As we move through the layers of leadership in international schools, the interview process changes and becomes more and more demanding. As part of the conversations for Women Who Lead (https://edurolearning.com/women), I asked the successful leaders what’s different about a leadership interview (in particular a Head of School interview) than what we may be used to in terms of teaching or even middle level leadership. In today’s article I’m sharing 10 key elements about a Head of School interview that are crucial to understand before you even begin thinking about the process.
1: Involves All Stakeholders
When you are interviewing for a Head of School position, you’re going to be speaking with all community stakeholders. Rachel Caldwell, Director, Pechersk School, Kyiv, Ukraine, notes that you need to demonstrate that “you really deeply care and that you can connect equally well with students, staff, and parents. People need to feel that you’re genuine in your desire to connect.”
In order to make those genuine connections, Elsa Donahue, Head of School at Vientiane International School in Laos, focuses on communicating an authentic, consistent, crisp, and clear message about who she is and what she can offer the school community. She warned that “a trap that one may fall into is to think you might want to target your audience, and say what you think that audience group is looking for.” Instead, be true to who you are, and focus on sharing a consistent message across all meetings.
2: Interviewing with Non-Educators
Something completely new for most educators not currently in a leadership position is being interviewed by non-educators. When you interview for a Head of School position by the Board, they’re very often men from the business world, who are thinking about things differently. Madeleine Heide, Superintendent at Lincoln American School in Buenos Aires recommends thinking about the questions from the Board perspective, “they will ask you about managing change, future of education, and how you would handle all the components of a school.”
Another important thing to remember about Board members, highlighted by Deb Welch, CEO of the Academy of International School Heads, is that “they are typically people with different backgrounds than you: they can be host nationals, corporate executives, parents, or Embassy employees. In a for-profit school, you’ll be interviewing with the CEO and senior leadership of the company.” Being able to see the school, and the interview process from their perspective is essential.
3: Focus on the Big Picture
According to Tambi Tyler, Head of School at The Colorado Springs School, USA, a successful Head of School interview is all about common language and systemic thinking. In our day-to-day work, we often speak in the language of immediate tasks, but the Head of School role is not really about “tasks,” it’s about “leadership as a whole and concept, in theory and conceptual knowledge. Demonstrating that you understand systemic challenges and roles is essential in the interviewing process.”
4: It’s Intense
Whether it’s a Head of School interview or a Principal interview, it’s intense.
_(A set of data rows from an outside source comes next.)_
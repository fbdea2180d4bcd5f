// Copyright 2019 Arnau Siches
//
// Licensed under the MIT license <LICENSE or http://opensource.org/licenses/MIT>.
// This file may not be copied, modified, or distributed except
// according to those terms.

//! Percent-encoding of relative URLs.
//!
//! Only the RFC 3986 unreserved characters (`A-Z a-z 0-9 - . _ ~`) are kept as
//! they are. A space becomes `+` and every other byte is percent-encoded.

use percent_encoding::{utf8_percent_encode, EncodeSet};

/// Everything but the unreserved characters and the space, which is handled
/// separately.
#[derive(Clone, Copy, Debug)]
struct ComponentEncodeSet;

impl EncodeSet for ComponentEncodeSet {
    fn contains(&self, byte: u8) -> bool {
        match byte {
            b'A'..=b'Z' | b'a'..=b'z' | b'0'..=b'9' | b'-' | b'.' | b'_' | b'~' | b' ' => false,
            _ => true,
        }
    }
}

/// Encodes a single URL component (a route segment, a query name or a query
/// value).
///
/// ```
/// use hateoas_builder::encode::encode_component;
///
/// assert_eq!(encode_component("a b/c"), "a+b%2Fc");
/// ```
pub fn encode_component(input: &str) -> String {
    // '+' is already escaped by the set so the replacement cannot collide.
    utf8_percent_encode(input, ComponentEncodeSet)
        .to_string()
        .replace(' ', "+")
}

/// Encodes a relative URL keeping its structure: path segments split on `/`,
/// the query split from the path on the first `?`, pairs split on `&` and each
/// name split from its value on the first `=`.
pub fn encode_relative(input: &str) -> String {
    let mut parts = input.splitn(2, '?');
    let path = parts.next().unwrap_or_default();
    let mut output = encode_path(path);

    if let Some(query) = parts.next() {
        output.push('?');
        output.push_str(&encode_query(query));
    }

    output
}

fn encode_path(path: &str) -> String {
    path.split('/')
        .map(encode_component)
        .collect::<Vec<_>>()
        .join("/")
}

fn encode_query(query: &str) -> String {
    query
        .split('&')
        .map(|pair| {
            let mut parts = pair.splitn(2, '=');
            let name = encode_component(parts.next().unwrap_or_default());

            match parts.next() {
                Some(value) => format!("{}={}", name, encode_component(value)),
                None => name,
            }
        })
        .collect::<Vec<_>>()
        .join("&")
}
In a Head of School context, you are hired by the Board. Deb Welch, CEO of Academy of International School Heads, notes that “if you have made it to the finals and are brought to campus, you have an exhausting two days of being in front of every group imaginable, from faculty (maybe even there with the other finalists), parents, students, dinners. It’s exhausting. The last interview typically is the interview with the Board and they are looking at data that’s come in from the past few days, frequently in the form of a survey where they’re getting perception ratings from people about you. By that point you’re exhausted.”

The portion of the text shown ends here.